Yes, you're right. Copilot Chat has limited capacity and cannot analyze the entire files if they are very large. You might want to try to ask the bot more specific questions. For example, you can ask "Please find as many dangerous entries as possible in the log file I provided and summarize them for me?".
你好!
你是对的。Copilot Chat 的容量有限,如果文件非常大,则无法分析整个文件。你可能想尝试向机器询问更具体的问题。比如,你可以问“请在我提供的日志文件中尽可能多地寻找出险的条目,而为我总了结一下?”。
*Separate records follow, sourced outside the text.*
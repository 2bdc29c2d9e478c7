//! Line layout of the report for a given text width.
//!
//! The layout is the viewer's notion of geometry: every section starts at a
//! known line, so a section's offset from the viewport top is simply
//! `start_line - scroll`. Changing the width re-wraps the text and moves the
//! section starts, so the layout is rebuilt on resize.

use super::content::{Report, LATENCY_AXIS_MAX_MS};

/// Narrowest width the layout wraps to.
pub const MIN_WIDTH: usize = 20;

/// Width of the label column in front of each chart bar.
const BAR_LABEL_WIDTH: usize = 6;

/// Visual role of a laid-out line.
#[derive(Debug, Clone, PartialEq, Eq)]
pub enum LineKind {
    Title,
    Meta,
    Heading,
    Subheading,
    Body,
    Muted,
    Accent,
    Bar(BarSpec),
    Rule,
    Blank,
}

/// One bar of the latency chart.
#[derive(Debug, Clone, PartialEq, Eq)]
pub struct BarSpec {
    pub label: String,
    pub value: u32,
    pub axis_max: u32,
    pub threshold: u32,
    pub caption: String,
    /// Bar color as `#rrggbb`.
    pub color: &'static str,
}

impl BarSpec {
    /// Plain-text rendition: label, filled cells, threshold marker, caption.
    #[must_use]
    pub fn to_plain(&self) -> String {
        let mut cells = String::with_capacity(self.axis_max as usize);
        for col in 0..self.axis_max {
            let c = if col < self.value {
                '#'
            } else if col == self.threshold {
                '|'
            } else {
                '.'
            };
            cells.push(c);
        }
        format!(
            "{:<width$}{} {}ms  {}",
            self.label,
            cells,
            self.value,
            self.caption,
            width = BAR_LABEL_WIDTH
        )
    }
}

/// A laid-out line.
#[derive(Debug, Clone, PartialEq, Eq)]
pub struct DocLine {
    pub kind: LineKind,
    pub text: String,
}

impl DocLine {
    fn new(kind: LineKind, text: impl Into<String>) -> Self {
        Self {
            kind,
            text: text.into(),
        }
    }

    fn blank() -> Self {
        Self::new(LineKind::Blank, "")
    }
}

/// The report laid out as lines, with the starting line of each section.
#[derive(Debug, Clone)]
pub struct ReportLayout {
    lines: Vec<DocLine>,
    section_starts: Vec<(&'static str, usize)>,
    width: usize,
}

impl ReportLayout {
    /// Lay out `report` for a text area `width` columns wide.
    #[must_use]
    pub fn build(report: &Report, width: usize) -> Self {
        let width = width.max(MIN_WIDTH);
        let mut builder = Builder {
            lines: Vec::new(),
            width,
        };

        builder.wrapped(LineKind::Title, report.meta.title);
        builder.push(LineKind::Meta, report.meta.classification);
        builder.push(LineKind::Meta, report.meta.tenet);
        builder.rule();
        builder.blank();

        let mut section_starts = Vec::with_capacity(report.sections.len());
        for section in &report.sections {
            section_starts.push((section.id, builder.lines.len()));
            let heading = report.heading(section.id).unwrap_or(section.label);
            builder.wrapped(LineKind::Heading, heading);
            builder.blank();
            match section.id {
                "philosophy" => builder.philosophy(report),
                "physics" => builder.physics(report),
                "logic" => builder.logic(report),
                "aesthetics" => builder.aesthetics(report),
                "references" => builder.references(report),
                other => log::warn!("No layout for section '{}'", other),
            }
        }

        builder.rule();
        builder.push(LineKind::Muted, report.meta.status);
        builder.wrapped(LineKind::Muted, report.meta.copyright);
        builder.wrapped(LineKind::Muted, report.meta.clearance);

        Self {
            lines: builder.lines,
            section_starts,
            width,
        }
    }

    /// Get all lines.
    #[must_use]
    pub fn lines(&self) -> &[DocLine] {
        &self.lines
    }

    /// Get the number of lines.
    #[must_use]
    pub fn len(&self) -> usize {
        self.lines.len()
    }

    /// Check if the layout has no lines.
    #[must_use]
    pub fn is_empty(&self) -> bool {
        self.lines.is_empty()
    }

    /// Get the width the layout was wrapped to.
    #[must_use]
    pub fn width(&self) -> usize {
        self.width
    }

    /// Get the first line of a section.
    #[must_use]
    pub fn section_start(&self, id: &str) -> Option<usize> {
        self.section_starts
            .iter()
            .find(|(sid, _)| *sid == id)
            .map(|(_, line)| *line)
    }

    /// Get every section's first line in declaration order.
    #[must_use]
    pub fn section_starts(&self) -> &[(&'static str, usize)] {
        &self.section_starts
    }

    /// Largest scroll position for a viewport `rows` tall.
    ///
    /// The last section can always be scrolled to the top of the viewport,
    /// even when it is shorter than the viewport.
    #[must_use]
    pub fn max_scroll(&self, rows: usize) -> usize {
        let last_start = self.section_starts.last().map_or(0, |(_, l)| *l);
        last_start.max(self.lines.len().saturating_sub(rows))
    }
}

struct Builder {
    lines: Vec<DocLine>,
    width: usize,
}

impl Builder {
    fn push(&mut self, kind: LineKind, text: &str) {
        self.lines.push(DocLine::new(kind, text));
    }

    fn wrapped(&mut self, kind: LineKind, text: &str) {
        self.wrapped_indent(kind, text, "");
    }

    fn wrapped_indent(&mut self, kind: LineKind, text: &str, indent: &str) {
        let avail = self.width.saturating_sub(indent.len()).max(1);
        for line in wrap_text(text, avail) {
            self.lines
                .push(DocLine::new(kind.clone(), format!("{indent}{line}")));
        }
    }

    fn blank(&mut self) {
        self.lines.push(DocLine::blank());
    }

    fn rule(&mut self) {
        self.lines.push(DocLine::new(LineKind::Rule, "-".repeat(self.width)));
    }

    fn philosophy(&mut self, report: &Report) {
        for principle in &report.principles {
            self.push(LineKind::Subheading, principle.title);
            self.wrapped_indent(LineKind::Body, principle.body, "  ");
            self.blank();
        }
    }

    fn physics(&mut self, report: &Report) {
        self.wrapped(LineKind::Body, report.latency_intro);
        self.blank();
        self.push(
            LineKind::Muted,
            &format!(
                "Dual-Track Budget (ms)  TTFR THRESHOLD: {}ms",
                report.latency_threshold_ms
            ),
        );
        for stage in &report.latency_budget {
            let bar = BarSpec {
                label: stage.phase.to_string(),
                value: stage.latency_ms,
                axis_max: LATENCY_AXIS_MAX_MS,
                threshold: report.latency_threshold_ms,
                caption: format!("{} - {}", stage.function, stage.description),
                color: stage.color,
            };
            let plain = bar.to_plain();
            self.lines.push(DocLine::new(LineKind::Bar(bar), plain));
        }
        self.push(
            LineKind::Muted,
            &format!(
                "{:<width$}0{:>axis$}",
                "",
                LATENCY_AXIS_MAX_MS,
                width = BAR_LABEL_WIDTH,
                axis = LATENCY_AXIS_MAX_MS as usize - 1
            ),
        );
        self.push(
            LineKind::Muted,
            &format!(
                "Total: {}ms of {}ms budget",
                report.total_latency_ms(),
                report.latency_threshold_ms
            ),
        );
        self.blank();
        for note in &report.pipeline_notes {
            self.push(LineKind::Accent, note.title);
            self.wrapped_indent(LineKind::Body, note.body, "  ");
        }
        self.blank();
    }

    fn logic(&mut self, report: &Report) {
        for module in &report.modules {
            let tag = if module.checker { "  [CHECKER]" } else { "" };
            self.push(
                LineKind::Muted,
                &format!("MODULE {:02}{}", module.number, tag),
            );
            self.push(LineKind::Subheading, module.name);
            self.push(LineKind::Accent, module.stack);
            self.wrapped_indent(LineKind::Body, module.summary, "  ");
            self.blank();
        }
    }

    fn aesthetics(&mut self, report: &Report) {
        for row in &report.emotions {
            self.push(LineKind::Subheading, row.state);
            self.wrapped_indent(LineKind::Body, &format!("Visual: {}", row.visual), "  ");
            self.wrapped_indent(LineKind::Body, &format!("Auditory: {}", row.auditory), "  ");
            self.wrapped_indent(LineKind::Body, &format!("Behavior: {}", row.behavior), "  ");
            self.blank();
        }
    }

    fn references(&mut self, report: &Report) {
        for reference in &report.references {
            self.push(
                LineKind::Accent,
                &format!("{} {}", reference.id, reference.title),
            );
            self.push(LineKind::Muted, &format!("  {}", reference.source));
            self.wrapped_indent(
                LineKind::Body,
                &format!("\"{}\"", reference.summary),
                "  ",
            );
            self.blank();
        }
    }
}

/// Greedy word wrap. Words longer than `width` are split.
#[must_use]
pub fn wrap_text(text: &str, width: usize) -> Vec<String> {
    let width = width.max(1);
    let mut lines = Vec::new();
    let mut current = String::new();

    for word in text.split_whitespace() {
        let mut word: Vec<char> = word.chars().collect();
        while word.len() > width {
            if !current.is_empty() {
                lines.push(std::mem::take(&mut current));
            }
            let rest = word.split_off(width);
            lines.push(word.into_iter().collect());
            word = rest;
        }

        let current_len = current.chars().count();
        if current_len > 0 && current_len + 1 + word.len() > width {
            lines.push(std::mem::take(&mut current));
        }
        if !current.is_empty() {
            current.push(' ');
        }
        current.extend(word);
    }

    if !current.is_empty() || lines.is_empty() {
        lines.push(current);
    }
    lines
}

#[cfg(test)]
mod tests {
    use super::*;
    use crate::report::SECTIONS;

    #[test]
    fn test_wrap_text_basic() {
        assert_eq!(wrap_text("aa bb cc", 5), vec!["aa bb", "cc"]);
    }

    #[test]
    fn test_wrap_text_splits_long_words() {
        assert_eq!(wrap_text("abcdefgh", 3), vec!["abc", "def", "gh"]);
    }

    #[test]
    fn test_wrap_text_empty() {
        assert_eq!(wrap_text("", 10), vec![""]);
    }

    #[test]
    fn test_sections_start_in_order() {
        let layout = ReportLayout::build(&Report::polaris(), 80);
        let starts: Vec<_> = layout.section_starts().iter().map(|(_, l)| *l).collect();
        assert_eq!(starts.len(), SECTIONS.len());
        assert!(starts.windows(2).all(|w| w[0] < w[1]));
        assert_eq!(layout.section_start("philosophy"), Some(starts[0]));
        assert!(layout.section_start("nonexistent").is_none());
    }

    #[test]
    fn test_section_start_is_heading() {
        let layout = ReportLayout::build(&Report::polaris(), 80);
        for (_, line) in layout.section_starts() {
            assert_eq!(layout.lines()[*line].kind, LineKind::Heading);
        }
    }

    #[test]
    fn test_narrow_width_moves_sections_down() {
        let report = Report::polaris();
        let wide = ReportLayout::build(&report, 120);
        let narrow = ReportLayout::build(&report, 30);
        assert!(narrow.len() > wide.len());
        assert!(narrow.section_start("references") > wide.section_start("references"));
    }

    #[test]
    fn test_width_clamped_to_minimum() {
        let layout = ReportLayout::build(&Report::polaris(), 1);
        assert_eq!(layout.width(), MIN_WIDTH);
    }

    #[test]
    fn test_chart_has_one_bar_per_stage() {
        let report = Report::polaris();
        let layout = ReportLayout::build(&report, 100);
        let bars: Vec<_> = layout
            .lines()
            .iter()
            .filter_map(|l| match &l.kind {
                LineKind::Bar(bar) => Some(bar),
                _ => None,
            })
            .collect();
        assert_eq!(bars.len(), report.latency_budget.len());
        for (bar, stage) in bars.iter().zip(&report.latency_budget) {
            assert_eq!(bar.label, stage.phase);
            assert_eq!(bar.value, stage.latency_ms);
            assert_eq!(bar.color, stage.color);
        }
    }

    #[test]
    fn test_bar_plain_marks_threshold() {
        let bar = BarSpec {
            label: "L1".to_string(),
            value: 3,
            axis_max: 40,
            threshold: 30,
            caption: "Sensor".to_string(),
            color: "#94a3b8",
        };
        let plain = bar.to_plain();
        assert!(plain.starts_with("L1    ###...."));
        assert_eq!(plain.chars().nth(6 + 30), Some('|'));
        assert!(plain.ends_with("3ms  Sensor"));
    }

    #[test]
    fn test_max_scroll_reaches_last_section() {
        let layout = ReportLayout::build(&Report::polaris(), 80);
        let last = layout.section_start("references").unwrap();
        assert!(layout.max_scroll(10_000) >= last);
        assert!(layout.max_scroll(5) >= layout.len() - 5);
    }
}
Maybe so, I'll give it a try. Today I gave him a 220k txt file. I hope it can help me analyze which logs in this file are safe and which are not safe. It can print out part of the logs for me, but only part of them, such as I tell it the second log, when I tell it the 10th log it doesn't know. Maybe I need your tips and help, how can I operate better in this situation? Does it analyze logs using openai? What does coploit chat do in this process? Can the default dialogue return to Chinese?
I tried a 20k text log file and it doesn't parse well and give results, which I think is a pity. We need this kind of scene very much, can we optimize it?
你好! 你是对的。Copilot Chat 的容量有限,如果文件非常大,则无法分析整个文件。你可能想尝试向机器询问更具体的问题。比如,你可以问“请在我提供的日志文件中尽可能多地寻找出险的条目,而为我总了结一下?”。
Maybe so, I'll give it a try. Today I gave him a 220k txt file. I hope it can help me analyze which logs in this file are safe and which are not safe. It can print out part of the logs for me, but only part of them, such as I tell it the second log, when I tell it the 10th log it doesn't know. Maybe I need your tips and help, how can I operate better in this situation? Does it analyze logs using openai? What does coploit chat do in this process? Can the default dialogue return to Chinese?
Hello!
The bot will not be able to fit the entire document in one response due to token limit. A general rule is to try to ask more specific questions about the document. In addition, the default chunking strategy for document import may not work well with logs (I am assuming your logs have relatively structured entries compared to other types of documents such as a company annual report). I encourage you to experiment with other chunking strategies in the document import controller.
The bot uses the AI services of your choice. They can be OpenAI, Azure OpenAI or a combination of both.
Unfortunately, the bot by default will return in English because the prompts are written in English. We have not tested the capability of the bot chatting in other languages. I highly encourage you to experiment with the prompts in Chinese to see how well it works :)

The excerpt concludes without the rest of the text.